They live and work in an abandoned convent. This is perhaps the secret of the innovative model of frugal heritage management which is emerging in Roubaix (North). After five years of conclusive tests, the collective of architects Zerm persists and signs by launching phase 2 of “Zero Seasons”. A project to break out of the shackles of thought and operation in terms of heritage rehabilitation in France.
This stage marks the start of more significant work drawing on the experience acquired through the transitional activities active since 2019 within the 6,500 m² SP building, empty since the departure of the sisters of the order of the Poor Clares in 2008. It is a question of continuing to explore the middle path of heritage preservation at a lower cost, economical and ecological. The City of Roubaix, which has few resources and many buildings to rehabilitate, initiated this approach by signing an agreement with Zerm which strips away the usual ways of proceeding and opens the site to experimentation.
Despite the rustic nature of the place, 27 structures with mixed activities have been set up there. Rental of rooms, meeting rooms and offices, exhibitions with recycled materials, activities with the neighborhood, courses for architects, film shooting… all in unheated or almost unheated spaces. In six years, the collective managed to use 75% of the surface area of this thermal strainer.
For example, it welcomed 9,000 people between January and September 2023, although the monastery is not an establishment open to the public (ERP).
Activities and frugality. “We are inventing a way to preserve the City’s heritage and finances. Between 2008 and 2018, the municipality invested around 50,000 euros per year to prevent the building from deteriorating too much and nothing happened there. Today, it spends the same amount for minimum maintenance (roofs, electrical cabinets, etc.) but the former convent hosts many activities. It’s a real collaboration,” summarizes Simon Givelet, architect of Zerm. The collective, which runs the premises and manages them with around 3.5 full-time equivalents, is paid thanks to the activities deployed via Saisons Zéro. And despite the numerous transitional uses deployed, Zerm will only have consumed 24 kWh.m2 per year thanks to its frugal approach.

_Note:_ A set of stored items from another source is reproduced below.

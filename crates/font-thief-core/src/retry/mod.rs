//! Retry and backoff for font downloads.
//!
//! Only download failures are retried: timeouts, connection failures,
//! throttling and 5xx. Everything else fails the asset on the first attempt.

mod classify;
mod policy;
mod run;

pub use classify::{classify, classify_curl_error, classify_http_status};
pub use policy::{ErrorKind, RetryDecision, RetryPolicy};
pub use run::run_with_retry;
use anyhow::Result;
use serde::{Deserialize, Serialize};
use std::fs;
use std::path::PathBuf;
use std::time::Duration;

/// Retry policy parameters for font downloads (optional section in config.toml).
#[derive(Debug, Clone, Serialize, Deserialize)]
pub struct RetryConfig {
    /// Maximum number of attempts per font (including the first).
    pub max_attempts: u32,
    /// Base delay in seconds for exponential backoff (e.g. 0.25 = 250ms).
    pub base_delay_secs: f64,
    /// Maximum backoff delay in seconds.
    pub max_delay_secs: u64,
}

impl Default for RetryConfig {
    fn default() -> Self {
        Self {
            max_attempts: 3,
            base_delay_secs: 0.5,
            max_delay_secs: 10,
        }
    }
}

/// Global configuration loaded from `~/.config/font-thief/config.toml`.
///
/// A timeout of 0 disables that timeout.
#[derive(Debug, Clone, Serialize, Deserialize)]
pub struct FontThiefConfig {
    /// Maximum number of fonts downloaded/converted at once.
    pub max_concurrent_downloads: usize,
    /// Discovery is complete once this long passes without a new font response
    /// after the page load settled.
    pub quiescence_window_ms: u64,
    /// Upper bound on discovery after navigation, however busy the page stays.
    pub max_settle_secs: u64,
    /// Limit on the page navigation itself.
    pub navigation_timeout_secs: u64,
    /// Limit on one font transfer.
    pub fetch_timeout_secs: u64,
    pub connect_timeout_secs: u64,
    /// Limit on decoding one font container.
    pub decode_timeout_secs: u64,
    /// User-Agent sent with every request.
    pub user_agent: String,
    /// Optional retry policy; if missing, built-in defaults are used.
    #[serde(default)]
    pub retry: Option<RetryConfig>,
}

impl Default for FontThiefConfig {
    fn default() -> Self {
        Self {
            max_concurrent_downloads: 8,
            quiescence_window_ms: 1500,
            max_settle_secs: 30,
            navigation_timeout_secs: 60,
            fetch_timeout_secs: 120,
            connect_timeout_secs: 30,
            decode_timeout_secs: 60,
            user_agent: format!("font-thief/{}", env!("CARGO_PKG_VERSION")),
            retry: None,
        }
    }
}

impl FontThiefConfig {
    pub fn quiescence_window(&self) -> Duration {
        Duration::from_millis(self.quiescence_window_ms)
    }

    pub fn max_settle(&self) -> Option<Duration> {
        secs(self.max_settle_secs)
    }

    pub fn navigation_timeout(&self) -> Option<Duration> {
        secs(self.navigation_timeout_secs)
    }

    pub fn decode_timeout(&self) -> Option<Duration> {
        secs(self.decode_timeout_secs)
    }

    pub fn retry_config(&self) -> RetryConfig {
        self.retry.clone().unwrap_or_default()
    }
}

fn secs(n: u64) -> Option<Duration> {
    (n > 0).then(|| Duration::from_secs(n))
}

pub fn config_path() -> Result<PathBuf> {
    let xdg_dirs = xdg::BaseDirectories::with_prefix("font-thief")?;
    Ok(xdg_dirs.place_config_file("config.toml")?)
}

/// Load configuration from disk, creating a default file if none exists.
pub fn load_or_init() -> Result<FontThiefConfig> {
    let path = config_path()?;
    if !path.exists() {
        let default_cfg = FontThiefConfig::default();
        let toml = toml::to_string_pretty(&default_cfg)?;
        if let Some(parent) = path.parent() {
            fs::create_dir_all(parent)?;
        }
        fs::write(&path, toml)?;
        tracing::info!("created default config at {}", path.display());
        return Ok(default_cfg);
    }

    let data = fs::read_to_string(&path)?;
    let cfg: FontThiefConfig = toml::from_str(&data)?;
    Ok(cfg)
}
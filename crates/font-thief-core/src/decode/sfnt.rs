//! Assembles a plain sfnt (TrueType / CFF OpenType) file from tables.

use super::DecodeError;

pub const TRUETYPE_FLAVOR: u32 = 0x0001_0000;
pub const CFF_FLAVOR: u32 = u32::from_be_bytes(*b"OTTO");
pub const COLLECTION_TAG: u32 = u32::from_be_bytes(*b"ttcf");

const HEADER_LEN: usize = 12;
const TABLE_RECORD_LEN: usize = 16;
const CHECKSUM_MAGIC: u32 = 0xB1B0_AFBA;
const HEAD_ADJUSTMENT_OFFSET: usize = 8;

#[derive(Debug, Clone, PartialEq, Eq)]
pub struct Table {
    pub tag: [u8; 4],
    pub data: Vec<u8>,
}

impl Table {
    pub fn new(tag: [u8; 4], data: Vec<u8>) -> Self {
        Self { tag, data }
    }
}

/// Human-readable tag, e.g. `glyf` or `OS/2`.
pub fn tag_str(tag: [u8; 4]) -> String {
    String::from_utf8_lossy(&tag).into_owned()
}

/// Sum of big-endian u32 words, the last one zero-padded.
pub fn checksum(data: &[u8]) -> u32 {
    let mut chunks = data.chunks_exact(4);
    let mut sum = chunks.by_ref().fold(0u32, |acc, c| {
        acc.wrapping_add(u32::from_be_bytes([c[0], c[1], c[2], c[3]]))
    });
    let rest = chunks.remainder();
    if !rest.is_empty() {
        let mut word = [0u8; 4];
        word[..rest.len()].copy_from_slice(rest);
        sum = sum.wrapping_add(u32::from_be_bytes(word));
    }
    sum
}

fn padded_len(len: usize) -> usize {
    (len + 3) & !3
}

/// Writes an sfnt: table records sorted by tag, each table 4-byte aligned,
/// checksums recomputed and `head.checkSumAdjustment` fixed up.
pub fn build(flavor: u32, mut tables: Vec<Table>) -> Result<Vec<u8>, DecodeError> {
    if tables.is_empty() {
        return Err(DecodeError::Malformed("font has no tables".into()));
    }
    // searchRange and rangeShift are u16 multiples of the record length.
    let max_tables = usize::from(u16::MAX) / TABLE_RECORD_LEN;
    if tables.len() > max_tables {
        return Err(DecodeError::Malformed(format!(
            "{} tables, at most {} fit a table directory",
            tables.len(),
            max_tables
        )));
    }
    tables.sort_by(|a, b| a.tag.cmp(&b.tag));
    if tables.windows(2).any(|w| w[0].tag == w[1].tag) {
        return Err(DecodeError::Malformed("duplicate table tag".into()));
    }

    let mut head_offset = None;
    for table in tables.iter_mut().filter(|t| &t.tag == b"head") {
        if table.data.len() < HEAD_ADJUSTMENT_OFFSET + 4 {
            return Err(DecodeError::Truncated("head table"));
        }
        table.data[HEAD_ADJUSTMENT_OFFSET..HEAD_ADJUSTMENT_OFFSET + 4].fill(0);
    }

    let num_tables = tables.len() as u16;
    let mut entry_selector = 0u16;
    while (1u32 << (entry_selector + 1)) <= u32::from(num_tables) {
        entry_selector += 1;
    }
    let search_range = (1u32 << entry_selector) * TABLE_RECORD_LEN as u32;
    let range_shift = u32::from(num_tables) * TABLE_RECORD_LEN as u32 - search_range;
    let (search_range, range_shift) = (search_range as u16, range_shift as u16);

    let directory_len = HEADER_LEN + TABLE_RECORD_LEN * tables.len();
    let total = directory_len + tables.iter().map(|t| padded_len(t.data.len())).sum::<usize>();
    if total > u32::MAX as usize {
        return Err(DecodeError::TooLarge {
            size: total as u64,
            limit: u64::from(u32::MAX),
        });
    }

    let mut out = Vec::with_capacity(total);
    out.extend_from_slice(&flavor.to_be_bytes());
    out.extend_from_slice(&num_tables.to_be_bytes());
    out.extend_from_slice(&search_range.to_be_bytes());
    out.extend_from_slice(&entry_selector.to_be_bytes());
    out.extend_from_slice(&range_shift.to_be_bytes());

    let mut offset = directory_len;
    for table in &tables {
        if &table.tag == b"head" {
            head_offset = Some(offset);
        }
        out.extend_from_slice(&table.tag);
        out.extend_from_slice(&checksum(&table.data).to_be_bytes());
        out.extend_from_slice(&(offset as u32).to_be_bytes());
        out.extend_from_slice(&(table.data.len() as u32).to_be_bytes());
        offset += padded_len(table.data.len());
    }
    for table in &tables {
        out.extend_from_slice(&table.data);
        out.resize(padded_len(out.len()), 0);
    }

    if let Some(head) = head_offset {
        let adjustment = CHECKSUM_MAGIC.wrapping_sub(checksum(&out));
        let at = head + HEAD_ADJUSTMENT_OFFSET;
        out[at..at + 4].copy_from_slice(&adjustment.to_be_bytes());
    }
    Ok(out)
}
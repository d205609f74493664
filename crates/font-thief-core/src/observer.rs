//! Resource observer: turns a page's response stream into registry entries.
//!
//! Discovery runs in two phases. While the navigation is in flight every
//! event is recorded. Once it settles, the observer keeps listening until a
//! quiescence window passes without any response (network idle), so fonts
//! requested late or lazily still count. A settle cap bounds the second
//! phase for pages that never go quiet.

use std::time::Duration;

use url::Url;

use crate::config::FontThiefConfig;
use crate::control::RunControl;
use crate::error::RunError;
use crate::loader::{NavigationResult, Page, ResponseEvent};
use crate::registry::AssetRegistry;
use crate::url_model::derive_font_name;

/// When discovery is considered complete.
#[derive(Debug, Clone, Copy)]
pub struct QuiescencePolicy {
    /// Quiet period required after navigation settles.
    pub window: Duration,
    /// Cap on the listening phase after navigation. `None` = no cap.
    pub max_settle: Option<Duration>,
    /// Cap on the navigation itself. `None` = no cap.
    pub navigation_timeout: Option<Duration>,
}

impl QuiescencePolicy {
    pub fn from_config(cfg: &FontThiefConfig) -> Self {
        Self {
            window: cfg.quiescence_window(),
            max_settle: cfg.max_settle(),
            navigation_timeout: cfg.navigation_timeout(),
        }
    }
}

/// Records `event` if it is a font. Returns true when a new asset was added.
pub fn record_response(registry: &AssetRegistry, event: &ResponseEvent) -> bool {
    if !event.is_font() {
        return false;
    }
    let name = derive_font_name(&event.url);
    let added = registry.insert_if_absent(&event.url, &name);
    if added {
        tracing::debug!(url = %event.url, name, "font discovered");
    }
    added
}

async fn sleep_or_forever(limit: Option<Duration>) {
    match limit {
        Some(d) => tokio::time::sleep(d).await,
        None => std::future::pending::<()>().await,
    }
}

/// Navigates `page` to `target` and feeds font responses into `registry`
/// until quiescence. Does not freeze the registry.
pub async fn observe(
    page: &mut dyn Page,
    target: &Url,
    registry: &AssetRegistry,
    policy: &QuiescencePolicy,
    control: &RunControl,
) -> Result<NavigationResult, RunError> {
    let (tx, mut rx) = tokio::sync::mpsc::unbounded_channel::<ResponseEvent>();
    page.on_response(tx);

    let navigation_failed = |message: String| RunError::Navigation {
        url: target.to_string(),
        message,
    };

    let navigation = async {
        match policy.navigation_timeout {
            Some(limit) => tokio::time::timeout(limit, page.goto(target))
                .await
                .unwrap_or_else(|_| Err(anyhow::anyhow!("timed out after {:?}", limit))),
            None => page.goto(target).await,
        }
    };
    tokio::pin!(navigation);

    let mut responses = 0usize;
    let nav = loop {
        tokio::select! {
            biased;
            _ = control.cancelled() => return Err(RunError::Cancelled),
            Some(event) = rx.recv() => {
                responses += 1;
                record_response(registry, &event);
            }
            res = &mut navigation => break res,
        }
    };
    let nav = nav.map_err(|e| navigation_failed(format!("{:#}", e)))?;
    tracing::info!(url = %nav.url, status = ?nav.status, responses, "navigation settled");

    let settle = sleep_or_forever(policy.max_settle);
    tokio::pin!(settle);
    loop {
        tokio::select! {
            biased;
            _ = control.cancelled() => return Err(RunError::Cancelled),
            event = rx.recv() => match event {
                Some(event) => {
                    responses += 1;
                    record_response(registry, &event);
                }
                // The page dropped its sink: nothing more can arrive.
                None => break,
            },
            _ = &mut settle => {
                tracing::warn!(max_settle = ?policy.max_settle, "page never went quiet, stopping discovery");
                break;
            }
            _ = tokio::time::sleep(policy.window) => break,
        }
    }

    tracing::info!(fonts = registry.size(), responses, "discovery complete");
    Ok(nav)
}
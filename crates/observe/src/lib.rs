//! Observability helpers shared between the binaries and the test suites:
//! initialization logic for logging plus a panic hook that routes panics
//! through `tracing` so they end up in the structured log stream.

pub mod panic_hook;
pub mod tracing;
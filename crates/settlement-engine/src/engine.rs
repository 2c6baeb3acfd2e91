use {
    crate::{
        domain::{
            Auctioneer,
            Error,
            auction::{Task, TaskId},
        },
        dto,
        infra::config::Config,
    },
    asset_registry::{AssetId, Registry, TaskType},
    std::sync::Arc,
};

/// The settlement engine: one asset registry plus the stateless settlement
/// pipeline. Any number of auctions may run concurrently; each one works
/// against the registry snapshot taken when it starts.
pub struct Engine {
    registry: Arc<Registry>,
    auctioneer: Auctioneer,
}

impl Engine {
    pub fn new(config: Config, registry: Arc<Registry>) -> Self {
        Self {
            registry,
            auctioneer: Auctioneer {
                valuator: config.valuator,
                pricer: config.pricer,
                allocator: config.allocator,
                charge_rule: config.charge_rule,
                empty_coalition_policy: config.empty_coalition,
                replication_penalty: config.replication_penalty,
                max_coalition: config.max_coalition,
                default_timeout: config.default_timeout,
                seed: config.seed,
            },
        }
    }

    pub fn registry(&self) -> &Registry {
        &self.registry
    }

    /// Settles one auction against the current registry snapshot and
    /// returns the wire record.
    pub async fn run_auction(
        &self,
        request: model::AuctionRequest,
    ) -> Result<model::SettlementRecord, Error> {
        let snapshot = self.registry.snapshot();
        let task = Task {
            id: TaskId(request.task_id),
            task_type: TaskType(request.task_type),
            targets: request.targets,
            baseline: request.baseline,
        };
        let candidates = request
            .candidate_asset_ids
            .map(|ids| ids.into_iter().map(AssetId).collect());
        let settlement = self
            .auctioneer
            .settle(
                snapshot.as_ref(),
                task,
                request.bid,
                candidates,
                request.timeout,
            )
            .await?;
        Ok(dto::settlement_record(&settlement))
    }
}
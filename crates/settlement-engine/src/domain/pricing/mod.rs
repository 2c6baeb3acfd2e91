//! Market pricing.
//!
//! Quotes are a pure function of the task type and the prediction gain the
//! candidate pool achieves: the gain maps affinely onto the configured
//! `[floor, cap]` band. No pricing state survives a request; recalibrating
//! the band from recorded history is an explicit offline step
//! ([`calibration`]).

pub mod calibration;

use {
    super::valuation::Score,
    asset_registry::TaskType,
    std::collections::HashMap,
    thiserror::Error,
};

/// A quoted market price.
#[derive(Clone, Copy, Debug, PartialEq, PartialOrd)]
pub struct Price(pub f64);

/// Price band for one task type. The floor keeps quotes bounded away from
/// zero; the cap bounds what a maximally useful pool can be quoted at.
#[derive(Clone, Copy, Debug, PartialEq)]
pub struct PricePolicy {
    floor: f64,
    cap: f64,
}

impl PricePolicy {
    pub fn new(floor: f64, cap: f64) -> Result<Self, InvalidPolicy> {
        if !floor.is_finite() || !cap.is_finite() {
            return Err(InvalidPolicy::NonFinite);
        }
        if floor <= 0.0 {
            return Err(InvalidPolicy::FloorNotPositive { floor });
        }
        if cap < floor {
            return Err(InvalidPolicy::CapBelowFloor { floor, cap });
        }
        Ok(Self { floor, cap })
    }

    pub fn floor(&self) -> f64 {
        self.floor
    }

    pub fn cap(&self) -> f64 {
        self.cap
    }
}

#[derive(Clone, Copy, Debug, Error, PartialEq)]
pub enum InvalidPolicy {
    #[error("price bounds must be finite")]
    NonFinite,
    #[error("price floor {floor} must be positive")]
    FloorNotPositive { floor: f64 },
    #[error("price cap {cap} is below the floor {floor}")]
    CapBelowFloor { floor: f64, cap: f64 },
}

/// Quotes deterministic prices from the pool's joint prediction gain.
#[derive(Clone, Debug)]
pub struct Pricer {
    default_policy: PricePolicy,
    overrides: HashMap<TaskType, PricePolicy>,
}

impl Pricer {
    pub fn new(default_policy: PricePolicy, overrides: HashMap<TaskType, PricePolicy>) -> Self {
        Self {
            default_policy,
            overrides,
        }
    }

    pub fn default_policy(&self) -> PricePolicy {
        self.default_policy
    }

    pub fn policy(&self, task_type: &TaskType) -> PricePolicy {
        *self.overrides.get(task_type).unwrap_or(&self.default_policy)
    }

    /// Monotone non-decreasing in the gain: a pool that achieves more for
    /// the buyer is never quoted less. Always within `[floor, cap]`.
    pub fn quote(&self, task_type: &TaskType, pool_gain: Score) -> Price {
        let policy = self.policy(task_type);
        let gain = pool_gain.0.clamp(0.0, 1.0);
        Price(policy.floor + (policy.cap - policy.floor) * gain)
    }
}
use {
    crate::{
        cli,
        domain::pricing::calibration::{
            MultiplicativeWeights,
            Observation,
            PriceGrid,
            UpperConfidenceBound,
        },
        engine::Engine,
        infra::config::{self, Config},
    },
    anyhow::Context,
    asset_registry::{AssetData, Registry, SellerId, TaskType},
    clap::Parser,
    serde::Deserialize,
    std::{path::Path, sync::Arc},
    tracing::level_filters::LevelFilter,
};

pub async fn run(args: impl Iterator<Item = String>) {
    let args = cli::Args::parse_from(args);
    observe::tracing::initialize(&args.log, LevelFilter::ERROR);
    tracing::info!("running settlement engine with {args:#?}");

    let config = match &args.config {
        Some(path) => config::file::load(path).await,
        None => Config::default(),
    };

    let result = match args.command {
        cli::Command::Solve { market, request } => solve(config, &market, &request).await,
        cli::Command::Calibrate {
            history,
            experts,
            learning_rate,
            confidence,
        } => calibrate(config, &history, experts, learning_rate, confidence).await,
    };
    match result {
        Ok(output) => println!("{output}"),
        Err(error) => {
            tracing::error!(?error, "command failed");
            println!("{}", serde_json::json!({ "error": format!("{error:#}") }));
            std::process::exit(1);
        }
    }
}

/// One seller entry of a market file.
#[derive(Debug, Deserialize)]
#[serde(deny_unknown_fields)]
struct MarketAsset {
    seller: String,
    task_type: String,
    columns: Vec<Vec<f64>>,
}

#[derive(Debug, Deserialize)]
#[serde(deny_unknown_fields)]
struct MarketFile {
    assets: Vec<MarketAsset>,
}

async fn solve(config: Config, market: &Path, request: &Path) -> anyhow::Result<String> {
    let market: MarketFile = read_json(market).await.context("reading market file")?;
    let request: model::AuctionRequest =
        read_json(request).await.context("reading auction request")?;

    let registry = Arc::new(Registry::new());
    for asset in market.assets {
        let data = AssetData::new(asset.columns)
            .with_context(|| format!("invalid data for seller {:?}", asset.seller))?;
        registry.register(SellerId(asset.seller), TaskType(asset.task_type), data);
    }

    let engine = Engine::new(config, registry);
    let record = engine.run_auction(request).await?;
    Ok(serde_json::to_string_pretty(&record)?)
}

async fn calibrate(
    config: Config,
    history: &Path,
    experts: usize,
    learning_rate: f64,
    confidence: f64,
) -> anyhow::Result<String> {
    let records: Vec<model::SettlementRecord> = read_json(history)
        .await
        .context("reading settlement history")?;
    let observations: Vec<Observation> = records
        .iter()
        .map(|record| Observation {
            bid: record.your_bid,
        })
        .collect();

    let grid = PriceGrid::new(config.pricer.default_policy(), experts);
    let mwu = MultiplicativeWeights {
        grid: grid.clone(),
        learning_rate,
    };
    let ucb = UpperConfidenceBound { grid, confidence };

    Ok(serde_json::to_string_pretty(&serde_json::json!({
        "observations": observations.len(),
        "multiplicative_weights": mwu.recommend(&observations),
        "upper_confidence_bound": ucb.recommend(&observations),
    }))?)
}

async fn read_json<T: serde::de::DeserializeOwned>(path: &Path) -> anyhow::Result<T> {
    let data = tokio::fs::read_to_string(path)
        .await
        .with_context(|| format!("reading {path:?}"))?;
    serde_json::from_str(&data).with_context(|| format!("parsing {path:?}"))
}
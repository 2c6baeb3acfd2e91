use {
    super::{auction::TaskId, pricing::Price, shapley, valuation},
    asset_registry::{AssetId, SellerId},
    chrono::{DateTime, Utc},
};

/// Stages of one auction request.
///
/// `Rejected` and `Settled` are terminal; a settlement is only ever exposed
/// to callers in a terminal stage.
#[derive(Clone, Copy, Debug, PartialEq, Eq)]
pub enum Stage {
    Received,
    Valuating,
    Priced,
    Cleared,
    Rejected,
    Allocated,
    Settled,
}

/// One payout line of a settled trade.
#[derive(Clone, Debug, PartialEq)]
pub struct Payout {
    pub asset: AssetId,
    pub seller: SellerId,
    pub amount: f64,
}

/// An asset left out of the coalition, kept on the record so exclusions are
/// visible to the caller instead of silently shrinking payouts.
#[derive(Clone, Debug, PartialEq)]
pub struct ExcludedAsset {
    pub asset: AssetId,
    pub reason: ExclusionReason,
}

#[derive(Clone, Debug, PartialEq)]
pub enum ExclusionReason {
    /// The asset's shape is incompatible with the task.
    Incompatible(valuation::Error),
    /// The pool exceeded the coalition cap and this asset scored below the
    /// cut.
    BelowCoalitionCut { score: f64 },
}

impl std::fmt::Display for ExclusionReason {
    fn fmt(&self, f: &mut std::fmt::Formatter) -> std::fmt::Result {
        match self {
            Self::Incompatible(error) => error.fmt(f),
            Self::BelowCoalitionCut { score } => {
                write!(f, "scored {score} which is below the coalition size cut")
            }
        }
    }
}

/// Terminal record of one auction. Immutable once produced; the payout
/// amounts sum to `charge` whenever `cleared` and are empty otherwise.
#[derive(Clone, Debug)]
pub struct Settlement {
    pub task: TaskId,
    pub price: Price,
    pub bid: f64,
    pub gain: valuation::Score,
    pub cleared: bool,
    pub charge: f64,
    pub payouts: Vec<Payout>,
    pub allocation: Option<shapley::Mode>,
    pub excluded: Vec<ExcludedAsset>,
    pub registry_version: u64,
    pub settled_at: DateTime<Utc>,
}
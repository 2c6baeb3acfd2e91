//! Conversion from domain settlements to the wire model.

use crate::domain::{settlement::Settlement, shapley};

pub fn settlement_record(settlement: &Settlement) -> model::SettlementRecord {
    model::SettlementRecord {
        task_id: settlement.task.0.clone(),
        market_price_offered: settlement.price.0,
        your_bid: settlement.bid,
        prediction_gain_achieved: settlement.gain.0,
        cleared: settlement.cleared,
        cost_to_you: settlement.charge,
        seller_payouts: settlement
            .payouts
            .iter()
            .map(|payout| model::SellerPayout {
                seller_id: payout.seller.0.clone(),
                asset_id: payout.asset.0,
                amount: payout.amount,
            })
            .collect(),
        allocation: settlement.allocation.map(|mode| match mode {
            shapley::Mode::Exact => model::AllocationReport::Exact,
            shapley::Mode::Sampled { samples } => model::AllocationReport::Sampled { samples },
        }),
        excluded_assets: settlement
            .excluded
            .iter()
            .map(|excluded| model::ExcludedAsset {
                asset_id: excluded.asset.0,
                reason: excluded.reason.to_string(),
            })
            .collect(),
        registry_version: settlement.registry_version,
        settled_at: settlement.settled_at,
    }
}
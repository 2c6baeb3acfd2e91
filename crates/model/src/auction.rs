use {
    serde::{Deserialize, Serialize},
    std::time::Duration,
};

/// A buyer's request to run one auction.
///
/// The evaluation data is supplied inline: `targets` is the held-out series
/// the buyer wants predicted, `baseline` the feature columns the buyer
/// already owns. Assets are valued by how much they improve a fit over the
/// baseline alone.
#[derive(Clone, Debug, Deserialize, Serialize, PartialEq)]
#[serde(deny_unknown_fields)]
pub struct AuctionRequest {
    pub task_id: String,
    pub task_type: String,
    pub bid: f64,
    pub targets: Vec<f64>,
    /// Feature columns the buyer already owns. May be empty, in which case
    /// assets are valued against an intercept-only baseline.
    #[serde(default)]
    pub baseline: Vec<Vec<f64>>,
    /// Explicit candidate assets. When omitted, every registered asset of
    /// the task type is considered.
    #[serde(default, skip_serializing_if = "Option::is_none")]
    pub candidate_asset_ids: Option<Vec<u64>>,
    /// Wall-clock budget for valuation and payout allocation, e.g. "2s".
    #[serde(default, with = "humantime_serde")]
    pub timeout: Option<Duration>,
}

To resolve the administrative constraints of developments in a place listed as a historic monument, the team benefits from support from the City but also from discussions with the Drac and the firefighters. “With the Drac, we invented the heritage mandate. We submit our small jobs to them. They respond quickly. This allows us to move forward together without having to file a building permit. Students from the Chaillot school also come to train here,” summarizes Simon Givelet.
Get to the point. This experience made it possible to identify the “frugal” work of phase 2 to be carried out as a priority. “For a traditional rehabilitation, it would be necessary to invest €20 to €25 million including tax. Here, we are going to the essential with only €10 million,” highlights the architect. A large part of the financing will come from the green fund but also from the regional council and Anru, the building being located in the heart of Epeule, a district undergoing urban renovation.
Some €2.6 million has been earmarked for the preservation of the building with interventions on the enclosure and roof which could start in the second half of 2025. Paw Architectes will ensure project management. An investment of €2.4 million will aim to recover 25% of areas that are currently unusable, such as the old wafer factory. Finally, the rest of the envelope will be devoted to bringing the building into compliance. “We will respect the ERP level and/or the Labor Code depending on the areas identified. We will thus be able to increase the number of rooms for rent, currently limited to 15,” illustrates the architect. Very satisfied with the partnership, Alexandre Garcin, deputy mayor of Roubaix in charge of the ecological and energy transition, concludes: “Investing to rehabilitate unusual heritage rather than in work affecting the daily lives of residents, such as schools, is hard to justify . It is easier, as here, to devote resources to a building that already has uses that benefit them. »
Zero Seasons, a varied program
Saisons Zéro is a unique heritage conservation project in France which combines transitional activities and cutting-edge experiments. Between 2019 and 2024, several uses were tested (with very little heating).
-Most of them have integrated the final programming of the place:
– an inn with 15 rooms (four-poster beds) open all year round;
– workshop-offices, welcoming 22 structures (associations, collectives, artists, companies, etc.);
– public programming with exhibitions, visits, workshops, concerts or residencies.
Low-tech that keeps you warm
Inner tent, hot water bottles, enclosed beds, window protection, insulating fabric on false ceiling, heated desk pads… The Zerm collective is exploring numerous low-tech solutions to keep warm while spending as little energy as possible. In particular, it uses techniques to heat people and not spaces.
It relies, for example, on convective modes diffusing heat into the rooms only when changing clothes. With phase 2 of the work, the full-scale laboratory dimension will be reinforced with the support of the CNRS as part of a European low-tech program. “We will host two theses.
The first, which is starting, will allow us to use the experiences and the second to establish our reflections on a sociological level. The prototypes created will become demonstrators,” says architect Simon Givelet.